International-Soil-Radiocarbon-Database / ISRaD

Repository for the development and release of ISRaD data and tools
https://international-soil-radiocarbon-database.github.io/ISRaD/
24 stars 15 forks source link

Merging datasets with overlapping sites/profiles/layers #167

Closed coreylawrence closed 5 years ago

coreylawrence commented 5 years ago

@aahoyt @jb388 @ShaneStoner @greymonroe @crlsierra

I am working through an expert review of a dataset that I originally entered but Ariel supplemented. The dataset reference two separate publications (Hall et al., 2015 and 2018) but reports data measured on the exact same samples. This brings up a couple questions (below). I would like to come to agreement on #1 below before I finish this expert review. #2 is more open ended.

  1. In the case where multiple studies (i.e., publications) add new measurements to the exact same samples, is it reasonable to just add those new values to the existing rows within a template? Or is it preferred to enter those data as separate rows that reference the entry from which the data where obtained.

Merging the two during data entry would result in a more simplified template and eliminate the need to merge the data after the fact, but that would come at the expense of loosing a record of which data came from which publication.

  1. In cases where multiple studies report data from the same sites and/or profiles but the data were not measured on the exact same samples, is there still value in including an ISRaD.extra function for merging the datasets?

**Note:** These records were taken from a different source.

//! Tree API Endpoints
//!
//! # Endpoints
//!
//! - `GET /api/health` - Health check endpoint
//! - `GET /api/v1/tree/allDescendants?id=` - All descendants of a node
//! - `PUT /api/v1/tree/:id/parent/:parent_id` - Re-parent a node

use axum::{
    extract::{Path, Query, State},
    http::StatusCode,
    response::Json,
    routing::{get, put},
    Router,
};
use serde::{Deserialize, Serialize};
use treeline_core::Node;

use crate::{ApiError, AppState};

/// Query parameters for the descendants endpoint
#[derive(Debug, Deserialize)]
pub struct DescendantsQuery {
    /// Id of the node whose descendants are requested
    id: String,
}

/// Health check response
#[derive(Debug, Serialize)]
pub struct HealthStatus {
    pub status: String,
    pub version: String,
}

/// Health check endpoint
///
/// # Example
///
/// ```bash
/// curl http://localhost:8080/api/health
/// ```
async fn health_check() -> Json<HealthStatus> {
    Json(HealthStatus {
        status: "ok".to_string(),
        version: env!("CARGO_PKG_VERSION").to_string(),
    })
}

/// All descendants of a node, as a flat JSON array
///
/// # Query Parameters
///
/// - `id`: Node id to expand
///
/// # Example
///
/// ```bash
/// curl "http://localhost:8080/api/v1/tree/allDescendants?id=earth"
/// ```
///
/// Unknown ids are the caller's mistake and come back as 400, not 404.
async fn get_all_descendants(
    State(state): State<AppState>,
    Query(params): Query<DescendantsQuery>,
) -> Result<Json<Vec<Node>>, ApiError> {
    tracing::info!("Descendants requested for node {}", params.id);
    let descendants = state.tree.find_descendants(&params.id).await?;
    Ok(Json(descendants))
}

/// Move a node (with its subtree) under a new parent
///
/// # Path Parameters
///
/// - `id`: Node to move
/// - `parent_id`: New parent
///
/// # Example
///
/// ```bash
/// curl -X PUT http://localhost:8080/api/v1/tree/sweden/parent/asia
/// ```
async fn change_parent(
    State(state): State<AppState>,
    Path((id, parent_id)): Path<(String, String)>,
) -> Result<StatusCode, ApiError> {
    tracing::info!("Re-parent requested: node {} under {}", id, parent_id);
    state.tree.change_parent(&id, &parent_id).await?;
    Ok(StatusCode::OK)
}

/// Create router with all tree endpoints
pub fn routes(state: AppState) -> Router {
    Router::new()
        .route("/api/health", get(health_check))
        .route("/api/v1/tree/allDescendants", get(get_all_descendants))
        .route("/api/v1/tree/:id/parent/:parent_id", put(change_parent))
        .with_state(state)
}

This is the more general case of question 1. In my own work, I have huge amount of data collected from Santa Cruz and Mattole chronosequences. A lot of those data were measured and reported in a single publication (which I will add to ISRaD soon) but a significant amount of supplemental data was collected in a way that was intended to be comparable with the other measurements. However, those supplemental data were generated on different samples collected either on a different date and/or with slightly different depth intervals. There is clearly value in being able to merge such datasets but is the code required to do it worth the effort? And within the scope of ISRaD?

Kate-Heckman commented 5 years ago
  1. I have just been adding new values to the existing rows, and I think I've seen others take this approach.
  2. I have no firm opinion on this. I think if the measurements were made on a different sample set (sampled at a slightly different depth or year) then they shouldn't be merged. I think the fact that the two datasets will have the same lat/long should let the end user know that they're co-located. It is then on the end user to go in and see what the differences in the two datasets are.

My two cents.

Kate

aahoyt commented 5 years ago

1a. I think it is acceptable (but not required) to merge them. That is what I would have done if they are measurements on the same samples. Make sure to add the new/other reference under "associated_datasets" on the metadata tab. I believe we created that field to handle this type of case. I think this is more commonly how people have been handling it, although there are obviously benefits to both approaches, and it will probably be difficult to standardize. So, I'd say go ahead & merge, but when working with ISRaD recognize that in some cases they won't be merged (eg two papers get entered separately and no one noticed, etc)

1b. This brings up the point that currently associated datasets may not be represented in our complete list of studies if they are only referenced there, and the DOI is not included anywhere. We should see if we are missing many studies from our reference list as a result and how we want to handle that. (for example, maybe we could request that field be filled with a DOI instead of dataset name and also use it for the reference list?)

  1. I think this function sounds great & is something we should add to our wishlist for ISRaD_extra! We had talked about doing something like that at the site level for a long time, since people might not always enter the exact same coordinates. In the short-term, I think it's up to each person analyzing the data to deal with it though.